*** Source information Section Begins ***
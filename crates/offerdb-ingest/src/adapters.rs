//! Production bindings of the [`crate::ports`] traits.

use async_trait::async_trait;
use chrono::{DateTime, Utc};
use offerdb_core::{CanonicalOffer, RegionCode};
use offerdb_fetcher::{FetchError, OffersClient, RawOffer};
use sqlx::PgPool;

use crate::error::BoxError;
use crate::ports::{MarkerStore, OfferSource, OfferStore, RegionRegistry};

/// Registry, offer store, and marker store backed by one Postgres pool.
///
/// Every call checks a connection out of the pool for its own duration only.
#[derive(Debug, Clone)]
pub struct PostgresStore {
    pool: PgPool,
}

impl PostgresStore {
    #[must_use]
    pub fn new(pool: PgPool) -> Self {
        Self { pool }
    }
}

#[async_trait]
impl RegionRegistry for PostgresStore {
    /// Lists registered regions in registration order. Stored codes that no
    /// longer parse are skipped with a warning.
    async fn list_regions(&self) -> Result<Vec<RegionCode>, BoxError> {
        let rows = offerdb_db::list_region_codes(&self.pool).await?;
        let regions = rows
            .into_iter()
            .filter_map(|row| match RegionCode::parse(&row.code) {
                Ok(region) => Some(region),
                Err(e) => {
                    tracing::warn!(
                        id = row.id,
                        code = %row.code,
                        error = %e,
                        "skipping invalid region code"
                    );
                    None
                }
            })
            .collect();
        Ok(regions)
    }
}

#[async_trait]
impl OfferStore for PostgresStore {
    async fn replace_region(
        &self,
        region: &RegionCode,
        offers: &[CanonicalOffer],
    ) -> Result<u64, BoxError> {
        Ok(offerdb_db::replace_region_offers(&self.pool, region, offers).await?)
    }
}

#[async_trait]
impl MarkerStore for PostgresStore {
    async fn get(&self, region: &RegionCode) -> Result<Option<DateTime<Utc>>, BoxError> {
        Ok(offerdb_db::get_marker(&self.pool, region).await?)
    }

    async fn set(&self, region: &RegionCode, at: DateTime<Utc>) -> Result<(), BoxError> {
        offerdb_db::set_marker(&self.pool, region, at).await?;
        Ok(())
    }
}

#[async_trait]
impl OfferSource for OffersClient {
    async fn fetch_offers(&self, region: &RegionCode) -> Result<Vec<RawOffer>, FetchError> {
        OffersClient::fetch_offers(self, region).await
    }
}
*** Source information Section Ends ***
▶ _Required work_
Every line in the data that holds the string "impl" should be returned.

▶ _Finished task_
impl PostgresStore {
impl RegionRegistry for PostgresStore {
impl OfferStore for PostgresStore {
impl MarkerStore for PostgresStore {
impl OfferSource for OffersClient {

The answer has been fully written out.